Silymarin Inhibits Cytokine-Stimulated Pancreatic Beta Cells by Blocking the ERK1/2 Pathway.
- Author:
Eun Jeong KIM
1
;
Jeeho KIM
;
Min Young LEE
;
Muddenahalli Srinivasa SUDHANVA
;
Sundaravinayagam DEVAKUMAR
;
Young Jin JEON
Author Information
1. Department of Pharmacology, School of Medicine, Chosun University, Gwangju 501-759, Republic of Korea. yjjeon@chosun.ac.kr
- Publication Type:Original Article
- Keywords:
Silymarin;
Beta cells;
NO;
iNOS;
ERK1/2
- MeSH:
Blotting, Western;
Gene Expression;
Insulin-Secreting Cells*;
Milk Thistle;
NF-kappa B;
Nitric Oxide;
Phosphorylation;
Silymarin*;
Tumor Necrosis Factor-alpha
- From:Biomolecules & Therapeutics
2014;22(4):282-287
- CountryRepublic of Korea
- Language:English
-
Abstract:
We show that silymarin, a polyphenolic flavonoid isolated from milk thistle (Silybum marianum), inhibits cytokine mixture (CM: TNF-alpha, IFN-gamma, and IL-1beta)-induced production of nitric oxide (NO) in the pancreatic beta cell line MIN6N8a.

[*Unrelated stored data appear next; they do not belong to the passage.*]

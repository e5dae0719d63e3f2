//! # Presentation layer
//!
//! Handlers never print. They hand domain results to a presenter, which
//! builds a view model; the renderer then writes it out in the requested
//! format.
//!
//! ```text
//! [ Handler ] --> [ Presenter ] --> [ ViewModel ] --> [ Renderer ] ==(json)==> serde_json
//!                                                                 ==(plain)==> [ View ] (Display)
//!                                                                 ==(html)===> [ DocumentView ]
//! ```
//!
//! - `view_models/`: raw data, `Serialize`. A price is two numbers, not
//!   `"RM20 - RM80"`; JSON output is the view model as is.
//! - `presenters/`: domain values to view models. Decides badges and tips.
//! - `views/`: `Display` layouts, colors and formatting.
//! - `renderers/`: picks JSON, text or the page HTML.
//! - `formatters/`: string helpers used by views.

pub mod formatters;
pub mod presenters;
pub mod renderers;
pub mod view_models;
pub mod views;

pub use renderers::{ConsoleRenderer, Renderer};
pub use view_models::{CommandResultViewModel, Guidance, StatusBadge, StatusLevel};
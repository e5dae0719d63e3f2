//! Page assemblies: each page owns its controllers and routes user events to
//! them.

use aroov_client::GatewayError;
use aroov_types::{DestinationId, FilterPatch, GroupId, UserProfile};
use std::rc::Rc;
use tracing::debug;

use crate::context::PageContext;
use crate::document::{Anchor, Document};
use crate::favourites::{FavouriteToggle, FavouritesController, RemoveOutcome, ToggleOutcome};
use crate::list::{ListController, LoadOutcome};
use crate::navbar::NavBar;
use crate::overlay::{AddOutcome, GroupsOutcome, OverlayManager};
use crate::render::{CardAction, CardVariant};

/// A user interaction, as the page would receive it from an event handler.
#[derive(Debug, Clone, PartialEq)]
pub enum PageEvent {
    /// A card button; `element_id` is the card's `data-card` value.
    Card {
        action: CardAction,
        element_id: String,
    },
    Filter(FilterPatch),
    Page(u32),
    /// A click whose target is `Anchor`.
    Click(Anchor),
    CloseOverlay,
    ShareFromDetail,
    AddToGroup(GroupId),
    CopyLink,
    EmailShare,
}

/// What handling one event did.
#[derive(Debug, Clone, PartialEq)]
pub enum EventOutcome {
    Load(LoadOutcome),
    Toggle(ToggleOutcome),
    Remove(RemoveOutcome),
    DetailOpened,
    Share(GroupsOutcome),
    AddToGroup(AddOutcome),
    LinkCopied(String),
    EmailOpened(String),
    Closed,
    /// The event did not apply to the page's current state.
    Ignored,
}

/// The explore page: filterable catalogue, favourite toggles and both
/// overlays.
pub struct ExplorePage {
    ctx: PageContext,
    nav: NavBar,
    list: Rc<ListController>,
    toggle: FavouriteToggle<ListController>,
    overlay: OverlayManager,
}

impl ExplorePage {
    pub fn new(ctx: PageContext) -> Self {
        let list = Rc::new(ListController::new(ctx.clone()));
        Self {
            nav: NavBar::new(ctx.clone()),
            toggle: FavouriteToggle::new(ctx.api.clone(), Rc::clone(&list)),
            overlay: OverlayManager::new(ctx.clone(), CardVariant::Explore),
            list,
            ctx,
        }
    }

    pub fn document(&self) -> &Document {
        &self.ctx.document
    }

    pub fn list(&self) -> &ListController {
        &self.list
    }

    pub fn overlay(&self) -> &OverlayManager {
        &self.overlay
    }

    /// Initial load: the navigation bar and the first page run side by side.
    pub async fn load(&self) -> (Result<UserProfile, GatewayError>, LoadOutcome) {
        tokio::join!(self.nav.load(), self.list.reload())
    }

    /// Initial load with filters already applied, as from a bookmarked
    /// search.
    pub async fn open(
        &self,
        patch: FilterPatch,
    ) -> (Result<UserProfile, GatewayError>, LoadOutcome) {
        tokio::join!(self.nav.load(), self.list.set_filter(patch))
    }

    pub async fn dispatch(&self, event: PageEvent) -> EventOutcome {
        match event {
            PageEvent::Filter(patch) => EventOutcome::Load(self.list.set_filter(patch).await),
            PageEvent::Page(page) => EventOutcome::Load(self.list.set_page(page).await),
            PageEvent::Card { action, element_id } => {
                let Some(record) = self.list.record(&element_id) else {
                    debug!(element_id = %element_id, "event for a card that is not rendered");
                    return EventOutcome::Ignored;
                };
                match action {
                    CardAction::Details => {
                        self.overlay.open_detail(&record);
                        EventOutcome::DetailOpened
                    }
                    CardAction::Share => EventOutcome::Share(self.overlay.open_share(&record).await),
                    CardAction::Favourite => {
                        EventOutcome::Toggle(self.toggle.toggle(&record.id).await)
                    }
                    CardAction::Remove => EventOutcome::Ignored,
                }
            }
            PageEvent::Click(target) => {
                if self.overlay.backdrop_click(target) {
                    EventOutcome::Closed
                } else {
                    EventOutcome::Ignored
                }
            }
            PageEvent::CloseOverlay => {
                self.overlay.close();
                EventOutcome::Closed
            }
            PageEvent::ShareFromDetail => match self.overlay.share_from_detail().await {
                Some(outcome) => EventOutcome::Share(outcome),
                None => EventOutcome::Ignored,
            },
            PageEvent::AddToGroup(group_id) => {
                EventOutcome::AddToGroup(self.overlay.add_to_group(group_id).await)
            }
            PageEvent::CopyLink => match self.overlay.copy_link().await {
                Some(link) => EventOutcome::LinkCopied(link),
                None => EventOutcome::Ignored,
            },
            PageEvent::EmailShare => match self.overlay.email_share() {
                Some(link) => EventOutcome::EmailOpened(link),
                None => EventOutcome::Ignored,
            },
        }
    }
}

/// The favourites page: saved trips, removal and the detail overlay.
pub struct FavouritesPage {
    ctx: PageContext,
    nav: NavBar,
    favourites: FavouritesController,
    overlay: OverlayManager,
}

impl FavouritesPage {
    pub fn new(ctx: PageContext) -> Self {
        Self {
            nav: NavBar::new(ctx.clone()),
            favourites: FavouritesController::new(ctx.clone()),
            overlay: OverlayManager::new(ctx.clone(), CardVariant::Favourite),
            ctx,
        }
    }

    pub fn document(&self) -> &Document {
        &self.ctx.document
    }

    pub fn favourites(&self) -> &FavouritesController {
        &self.favourites
    }

    pub fn overlay(&self) -> &OverlayManager {
        &self.overlay
    }

    pub async fn load(&self) -> (Result<UserProfile, GatewayError>, LoadOutcome) {
        tokio::join!(self.nav.load(), self.favourites.load())
    }

    pub async fn remove(&self, id: &DestinationId) -> RemoveOutcome {
        let outcome = self.favourites.remove(id).await;
        if outcome == RemoveOutcome::Removed {
            self.overlay.close();
        }
        outcome
    }

    pub async fn dispatch(&self, event: PageEvent) -> EventOutcome {
        match event {
            PageEvent::Card { action, element_id } => {
                let Some(record) = self.favourites.record(&element_id) else {
                    debug!(element_id = %element_id, "event for a card that is not rendered");
                    return EventOutcome::Ignored;
                };
                match action {
                    CardAction::Details => {
                        self.overlay.open_detail(&record);
                        EventOutcome::DetailOpened
                    }
                    CardAction::Remove | CardAction::Favourite => {
                        EventOutcome::Remove(self.remove(&record.id).await)
                    }
                    CardAction::Share => {
                        // No share overlay on this page: copy the link directly.
                        let link = self.overlay.share_link(&record);
                        if self.ctx.host.copy_to_clipboard(&link) {
                            self.ctx
                                .host
                                .alert(&format!("Link for {} copied to clipboard!", record.name));
                            EventOutcome::LinkCopied(link)
                        } else {
                            EventOutcome::Ignored
                        }
                    }
                }
            }
            PageEvent::Click(target) => {
                if self.overlay.backdrop_click(target) {
                    EventOutcome::Closed
                } else {
                    EventOutcome::Ignored
                }
            }
            PageEvent::CloseOverlay => {
                self.overlay.close();
                EventOutcome::Closed
            }
            PageEvent::Filter(_)
            | PageEvent::Page(_)
            | PageEvent::ShareFromDetail
            | PageEvent::AddToGroup(_)
            | PageEvent::CopyLink
            | PageEvent::EmailShare => EventOutcome::Ignored,
        }
    }
}
use clap::ValueEnum;
use std::fmt;

#[derive(Debug, Clone, Copy, PartialEq, Eq, ValueEnum)]
#[value(rename_all = "lowercase")]
pub enum OutputFormat {
    Plain,
    Json,
    /// The page regions the command rendered.
    Html,
}

impl fmt::Display for OutputFormat {
    fn fmt(&self, f: &mut fmt::Formatter<'_>) -> fmt::Result {
        match self {
            OutputFormat::Plain => write!(f, "plain"),
            OutputFormat::Json => write!(f, "json"),
            OutputFormat::Html => write!(f, "html"),
        }
    }
}

#[derive(Debug, Clone, Copy, PartialEq, Eq, ValueEnum)]
#[value(rename_all = "lowercase")]
pub enum LogLevel {
    Error,
    Warn,
    Info,
    Debug,
    Trace,
}

impl fmt::Display for LogLevel {
    fn fmt(&self, f: &mut fmt::Formatter<'_>) -> fmt::Result {
        match self {
            LogLevel::Error => write!(f, "error"),
            LogLevel::Warn => write!(f, "warn"),
            LogLevel::Info => write!(f, "info"),
            LogLevel::Debug => write!(f, "debug"),
            LogLevel::Trace => write!(f, "trace"),
        }
    }
}
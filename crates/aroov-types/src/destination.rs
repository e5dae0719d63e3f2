use serde::{Deserialize, Deserializer, Serialize, Serializer};
use std::fmt;

use crate::util::{lenient_f64, lenient_flag, non_empty_string, string_or_list};

/// Destination identifier.
///
/// The API emits integer ids for most rows but string ids for imported ones;
/// both are kept as text and written back in their original shape.
#[derive(Debug, Clone, PartialEq, Eq, Hash, PartialOrd, Ord)]
pub struct DestinationId(String);

impl DestinationId {
    pub fn new(id: impl Into<String>) -> Self {
        Self(id.into())
    }

    pub fn as_str(&self) -> &str {
        &self.0
    }

    /// Element id of the card rendered for this destination.
    pub fn card_element_id(&self) -> String {
        format!("card-{}", self.0)
    }
}

impl fmt::Display for DestinationId {
    fn fmt(&self, f: &mut fmt::Formatter<'_>) -> fmt::Result {
        f.write_str(&self.0)
    }
}

impl From<&str> for DestinationId {
    fn from(id: &str) -> Self {
        Self(id.to_string())
    }
}

impl From<String> for DestinationId {
    fn from(id: String) -> Self {
        Self(id)
    }
}

impl From<i64> for DestinationId {
    fn from(id: i64) -> Self {
        Self(id.to_string())
    }
}

impl Serialize for DestinationId {
    fn serialize<S>(&self, serializer: S) -> Result<S::Ok, S::Error>
    where
        S: Serializer,
    {
        match self.0.parse::<i64>() {
            Ok(n) => serializer.serialize_i64(n),
            Err(_) => serializer.serialize_str(&self.0),
        }
    }
}

impl<'de> Deserialize<'de> for DestinationId {
    fn deserialize<D>(deserializer: D) -> Result<Self, D::Error>
    where
        D: Deserializer<'de>,
    {
        #[derive(Deserialize)]
        #[serde(untagged)]
        enum RawId {
            Int(i64),
            Text(String),
        }

        Ok(match RawId::deserialize(deserializer)? {
            RawId::Int(n) => Self(n.to_string()),
            RawId::Text(s) => Self(s),
        })
    }
}

/// A destination as returned by the API.
///
/// Records are snapshots: the UI keeps liked state and other mutable view
/// state beside them, never inside.
#[derive(Debug, Clone, PartialEq, Serialize, Deserialize)]
#[serde(try_from = "WireRecord")]
pub struct DestinationRecord {
    #[serde(rename = "dest_id")]
    pub id: DestinationId,

    pub name: String,

    pub state: String,

    #[serde(rename = "type")]
    pub kind: String,

    #[serde(skip_serializing_if = "Option::is_none")]
    pub price_min: Option<f64>,

    #[serde(skip_serializing_if = "Option::is_none")]
    pub price_max: Option<f64>,

    #[serde(rename = "images", skip_serializing_if = "Option::is_none")]
    pub image_url: Option<String>,

    #[serde(skip_serializing_if = "Option::is_none")]
    pub description: Option<String>,

    #[serde(skip_serializing_if = "Vec::is_empty")]
    pub activities: Vec<String>,

    #[serde(rename = "is_liked", skip_serializing_if = "Option::is_none")]
    pub liked: Option<bool>,
}

/// Destination row as the API sends it. Rows joined from the favourites
/// table carry the favourite's own `id` beside `dest_id`; the destination is
/// `dest_id` whenever it is present.
#[derive(Deserialize)]
struct WireRecord {
    #[serde(default)]
    dest_id: Option<DestinationId>,
    #[serde(default)]
    id: Option<DestinationId>,
    name: String,
    #[serde(default)]
    state: String,
    #[serde(rename = "type", default)]
    kind: String,
    #[serde(default, deserialize_with = "lenient_f64")]
    price_min: Option<f64>,
    #[serde(default, deserialize_with = "lenient_f64")]
    price_max: Option<f64>,
    #[serde(rename = "images", default, deserialize_with = "non_empty_string")]
    image_url: Option<String>,
    #[serde(default, deserialize_with = "non_empty_string")]
    description: Option<String>,
    #[serde(default, deserialize_with = "string_or_list")]
    activities: Vec<String>,
    #[serde(rename = "is_liked", default, deserialize_with = "lenient_flag")]
    liked: Option<bool>,
}

impl TryFrom<WireRecord> for DestinationRecord {
    type Error = String;

    fn try_from(wire: WireRecord) -> Result<Self, Self::Error> {
        let id = wire
            .dest_id
            .or(wire.id)
            .ok_or_else(|| format!("destination '{}' has neither dest_id nor id", wire.name))?;
        Ok(Self {
            id,
            name: wire.name,
            state: wire.state,
            kind: wire.kind,
            price_min: wire.price_min,
            price_max: wire.price_max,
            image_url: wire.image_url,
            description: wire.description,
            activities: wire.activities,
            liked: wire.liked,
        })
    }
}

impl DestinationRecord {
    pub fn new(id: impl Into<DestinationId>, name: impl Into<String>) -> Self {
        Self {
            id: id.into(),
            name: name.into(),
            state: String::new(),
            kind: String::new(),
            price_min: None,
            price_max: None,
            image_url: None,
            description: None,
            activities: Vec::new(),
            liked: None,
        }
    }

    pub fn is_liked(&self) -> bool {
        self.liked.unwrap_or(false)
    }

    pub fn price_range(&self) -> PriceRange {
        PriceRange {
            min: self.price_min,
            max: self.price_max,
        }
    }
}

/// Estimated cost bounds in Malaysian ringgit.
#[derive(Debug, Clone, Copy, PartialEq, Default)]
pub struct PriceRange {
    pub min: Option<f64>,
    pub max: Option<f64>,
}

impl PriceRange {
    pub fn is_known(&self) -> bool {
        self.min.is_some() || self.max.is_some()
    }
}

impl fmt::Display for PriceRange {
    fn fmt(&self, f: &mut fmt::Formatter<'_>) -> fmt::Result {
        match (self.min, self.max) {
            (Some(min), Some(max)) => write!(f, "RM{} - RM{}", min, max),
            (Some(only), None) | (None, Some(only)) => write!(f, "RM{}", only),
            (None, None) => f.write_str("Price on request"),
        }
    }
}

#[cfg(test)]
mod tests {
    use super::*;
    use serde_json::json;

    #[test]
    fn test_record_accepts_integer_and_string_ids() {
        let a: DestinationRecord =
            serde_json::from_value(json!({"dest_id": 7, "name": "Langkawi"})).unwrap();
        let b: DestinationRecord =
            serde_json::from_value(json!({"id": "7", "name": "Langkawi"})).unwrap();
        assert_eq!(a.id, b.id);
        assert_eq!(a.id.card_element_id(), "card-7");
    }

    #[test]
    fn test_record_prefers_dest_id_over_row_id() {
        let record: DestinationRecord =
            serde_json::from_value(json!({"id": 99, "dest_id": 7, "name": "Langkawi"})).unwrap();
        assert_eq!(record.id, DestinationId::from(7));

        let record: DestinationRecord =
            serde_json::from_value(json!({"id": 99, "dest_id": null, "name": "Langkawi"}))
                .unwrap();
        assert_eq!(record.id, DestinationId::from(99));
    }

    #[test]
    fn test_record_without_any_id_is_rejected() {
        let err = serde_json::from_value::<DestinationRecord>(json!({"name": "Langkawi"}))
            .unwrap_err();
        assert!(err.to_string().contains("neither dest_id nor id"));
    }

    #[test]
    fn test_record_lenient_fields() {
        let record: DestinationRecord = serde_json::from_value(json!({
            "dest_id": 3,
            "name": "Cameron Highlands",
            "state": "Pahang",
            "type": "Nature",
            "price_min": "150.00",
            "price_max": 400,
            "images": "",
            "activities": "hiking, tea tasting",
            "is_liked": 1
        }))
        .unwrap();

        assert_eq!(record.price_min, Some(150.0));
        assert_eq!(record.price_max, Some(400.0));
        assert_eq!(record.image_url, None);
        assert_eq!(record.activities, vec!["hiking", "tea tasting"]);
        assert!(record.is_liked());
    }

    #[test]
    fn test_record_missing_optional_fields() {
        let record: DestinationRecord =
            serde_json::from_value(json!({"dest_id": 1, "name": "Penang", "price_max": null}))
                .unwrap();
        assert!(!record.is_liked());
        assert!(!record.price_range().is_known());
        assert_eq!(record.kind, "");
    }

    #[test]
    fn test_id_serializes_in_original_shape() {
        assert_eq!(serde_json::to_value(DestinationId::from(12)).unwrap(), json!(12));
        assert_eq!(
            serde_json::to_value(DestinationId::from("kl-tower")).unwrap(),
            json!("kl-tower")
        );
    }

    #[test]
    fn test_price_range_display() {
        let both = PriceRange {
            min: Some(50.0),
            max: Some(120.5),
        };
        assert_eq!(both.to_string(), "RM50 - RM120.5");

        let only_min = PriceRange {
            min: Some(80.0),
            max: None,
        };
        assert_eq!(only_min.to_string(), "RM80");

        assert_eq!(PriceRange::default().to_string(), "Price on request");
    }
}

Immunostaining and Western blot analysis showed that silymarin inhibits iNOS gene expression. RT-PCR showed that silymarin inhibits iNOS gene expression in a dose-dependent manner. We also showed that silymarin inhibits extracellular signal-regulated protein kinase-1 and 2 (ERK1/2) phosphorylation. A MEK1 inhibitor abrogated CM-induced nitrite production, similar to silymarin. Treatment of MIN6N8a cells with silymarin also inhibited CM-stimulated activation of NF-kappaB, which is important for iNOS transcription. Collectively, we demonstrate that silymarin inhibits NO production in pancreatic beta cells, and silymarin may represent a useful anti-diabetic agent.